■ **Excerpted data**:
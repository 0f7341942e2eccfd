use async_trait::async_trait;
use axum::body::Bytes;
use chrono::{Datelike, Utc};
use serde::Deserialize;
use std::time::Duration;

use crate::config::Config;
use crate::error::{AppError, Result};

const BASE_FOLDER: &str = "staff_documents";

/// Per-upload timeout against the remote store, independent of the batch
/// deadline the orchestrator enforces.
const UPLOAD_TIMEOUT: Duration = Duration::from_secs(300);

/// The result of storing an object remotely.
#[derive(Debug, Clone)]
pub struct UploadedObject {
    /// Public URL of the stored object.
    pub url: String,
    /// Identifier assigned by the store, usable for later deletion.
    pub storage_id: String,
}

/// The remote object store the upload pipeline writes files to.
///
/// Errors are opaque to the pipeline: they surface as a per-file failure
/// outcome and are never retried here.
#[async_trait]
pub trait ObjectStore: Send + Sync {
    /// Uploads `data` under `folder/name` and returns where it ended up.
    async fn upload(&self, data: Bytes, folder: &str, name: &str) -> Result<UploadedObject>;
}

#[derive(Deserialize)]
struct StoreUploadResponse {
    secure_url: String,
    public_id: String,
}

/// HTTP client for the remote object store.
pub struct RemoteObjectStore {
    client: reqwest::Client,
    base_url: String,
    api_key: String,
}

impl RemoteObjectStore {
    /// Creates a new `RemoteObjectStore` from the application configuration.
    ///
    /// # Arguments
    ///
    /// * `config` - The application's configuration.
    ///
    /// # Returns
    ///
    /// A `Result` containing the `RemoteObjectStore`.
    pub fn new(config: &Config) -> Result<Self> {
        let client = reqwest::Client::builder()
            .timeout(UPLOAD_TIMEOUT)
            .build()
            .map_err(|e| AppError::Internal(format!("Failed to build storage client: {}", e)))?;

        Ok(Self {
            client,
            base_url: config.storage_url.trim_end_matches('/').to_string(),
            api_key: config.storage_api_key.clone(),
        })
    }
}

#[async_trait]
impl ObjectStore for RemoteObjectStore {
    async fn upload(&self, data: Bytes, folder: &str, name: &str) -> Result<UploadedObject> {
        tracing::info!(
            "📤 Uploading object to remote store: {}/{} ({} KB)",
            folder,
            name,
            data.len() / 1024
        );

        let part = reqwest::multipart::Part::bytes(data.to_vec()).file_name(name.to_string());
        let form = reqwest::multipart::Form::new()
            .text("folder", folder.to_string())
            .text("public_id", name.to_string())
            .part("file", part);

        let response = self
            .client
            .post(format!("{}/upload", self.base_url))
            .header("x-api-key", &self.api_key)
            .multipart(form)
            .send()
            .await
            .map_err(|e| AppError::Storage(e.to_string()))?;

        if !response.status().is_success() {
            let status = response.status();
            let body = response.text().await.unwrap_or_default();
            return Err(AppError::Storage(format!(
                "Store responded {}: {}",
                status, body
            )));
        }

        let uploaded: StoreUploadResponse = response
            .json()
            .await
            .map_err(|e| AppError::Storage(format!("Invalid store response: {}", e)))?;

        tracing::debug!("✅ Object stored: {}", uploaded.public_id);

        Ok(UploadedObject {
            url: uploaded.secure_url,
            storage_id: uploaded.public_id,
        })
    }
}

/// Builds the store folder for a department, partitioned by year.
pub fn department_folder(department_name: &str) -> String {
    let sanitized = clean_component(department_name);
    let folder = if sanitized.is_empty() {
        "default".to_string()
    } else {
        sanitized
    };

    format!("{}/{}/{}", BASE_FOLDER, folder, Utc::now().year())
}

/// Builds a deterministic, collision-resistant object name from the staff
/// member's name, the document name, and a time-based disambiguator.
pub fn object_name(staff_name: &str, document_name: &str) -> String {
    let millis = Utc::now().timestamp_millis().to_string();
    let suffix_start = millis.len().saturating_sub(5);

    format!(
        "{}_{}_{}",
        clean_component(staff_name),
        clean_component(document_name),
        &millis[suffix_start..]
    )
}

/// Lowercases a name and collapses anything that is not alphanumeric into
/// single underscores, trimming leading and trailing ones.
fn clean_component(input: &str) -> String {
    let mut out = String::with_capacity(input.len());
    let mut last_was_underscore = false;

    for c in input.trim().chars() {
        if c.is_ascii_alphanumeric() {
            out.extend(c.to_lowercase());
            last_was_underscore = false;
        } else if !last_was_underscore && !out.is_empty() {
            out.push('_');
            last_was_underscore = true;
        }
    }

    if out.ends_with('_') {
        out.pop();
    }

    out
}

■ **What is required**:
Retype the whole listing exactly.

■ **Reply**:
repository 0f7341942e2eccfd
use async_trait::async_trait;
use axum::body::Bytes;
use chrono::{Datelike, Utc};
use serde::Deserialize;
use std::time::Duration;

use crate::config::Config;
use crate::error::{AppError, Result};

const BASE_FOLDER: &str = "staff_documents";

/// Per-upload timeout against the remote store, independent of the batch
/// deadline the orchestrator enforces.
const UPLOAD_TIMEOUT: Duration = Duration::from_secs(300);

/// The result of storing an object remotely.
#[derive(Debug, Clone)]
pub struct UploadedObject {
    /// Public URL of the stored object.
    pub url: String,
    /// Identifier assigned by the store, usable for later deletion.
    pub storage_id: String,
}

/// The remote object store the upload pipeline writes files to.
///
/// Errors are opaque to the pipeline: they surface as a per-file failure
/// outcome and are never retried here.
#[async_trait]
pub trait ObjectStore: Send + Sync {
    /// Uploads `data` under `folder/name` and returns where it ended up.
    async fn upload(&self, data: Bytes, folder: &str, name: &str) -> Result<UploadedObject>;
}

#[derive(Deserialize)]
struct StoreUploadResponse {
    secure_url: String,
    public_id: String,
}

/// HTTP client for the remote object store.
pub struct RemoteObjectStore {
    client: reqwest::Client,
    base_url: String,
    api_key: String,
}

impl RemoteObjectStore {
    /// Creates a new `RemoteObjectStore` from the application configuration.
    ///
    /// # Arguments
    ///
    /// * `config` - The application's configuration.
    ///
    /// # Returns
    ///
    /// A `Result` containing the `RemoteObjectStore`.
    pub fn new(config: &Config) -> Result<Self> {
        let client = reqwest::Client::builder()
            .timeout(UPLOAD_TIMEOUT)
            .build()
            .map_err(|e| AppError::Internal(format!("Failed to build storage client: {}", e)))?;

        Ok(Self {
            client,
            base_url: config.storage_url.trim_end_matches('/').to_string(),
            api_key: config.storage_api_key.clone(),
        })
    }
}

#[async_trait]
impl ObjectStore for RemoteObjectStore {
    async fn upload(&self, data: Bytes, folder: &str, name: &str) -> Result<UploadedObject> {
        tracing::info!(
            "📤 Uploading object to remote store: {}/{} ({} KB)",
            folder,
            name,
            data.len() / 1024
        );

        let part = reqwest::multipart::Part::bytes(data.to_vec()).file_name(name.to_string());
        let form = reqwest::multipart::Form::new()
            .text("folder", folder.to_string())
            .text("public_id", name.to_string())
            .part("file", part);

        let response = self
            .client
            .post(format!("{}/upload", self.base_url))
            .header("x-api-key", &self.api_key)
            .multipart(form)
            .send()
            .await
            .map_err(|e| AppError::Storage(e.to_string()))?;

        if !response.status().is_success() {
            let status = response.status();
            let body = response.text().await.unwrap_or_default();
            return Err(AppError::Storage(format!(
                "Store responded {}: {}",
                status, body
            )));
        }

        let uploaded: StoreUploadResponse = response
            .json()
            .await
            .map_err(|e| AppError::Storage(format!("Invalid store response: {}", e)))?;

        tracing::debug!("✅ Object stored: {}", uploaded.public_id);

        Ok(UploadedObject {
            url: uploaded.secure_url,
            storage_id: uploaded.public_id,
        })
    }
}

/// Builds the store folder for a department, partitioned by year.
pub fn department_folder(department_name: &str) -> String {
    let sanitized = clean_component(department_name);
    let folder = if sanitized.is_empty() {
        "default".to_string()
    } else {
        sanitized
    };

    format!("{}/{}/{}", BASE_FOLDER, folder, Utc::now().year())
}

/// Builds a deterministic, collision-resistant object name from the staff
/// member's name, the document name, and a time-based disambiguator.
pub fn object_name(staff_name: &str, document_name: &str) -> String {
    let millis = Utc::now().timestamp_millis().to_string();
    let suffix_start = millis.len().saturating_sub(5);

    format!(
        "{}_{}_{}",
        clean_component(staff_name),
        clean_component(document_name),
        &millis[suffix_start..]
    )
}

/// Lowercases a name and collapses anything that is not alphanumeric into
/// single underscores, trimming leading and trailing ones.
fn clean_component(input: &str) -> String {
    let mut out = String::with_capacity(input.len());
    let mut last_was_underscore = false;

    for c in input.trim().chars() {
        if c.is_ascii_alphanumeric() {
            out.extend(c.to_lowercase());
            last_was_underscore = false;
        } else if !last_was_underscore && !out.is_empty() {
            out.push('_');
            last_was_underscore = true;
        }
    }

    if out.ends_with('_') {
        out.pop();
    }

    out
}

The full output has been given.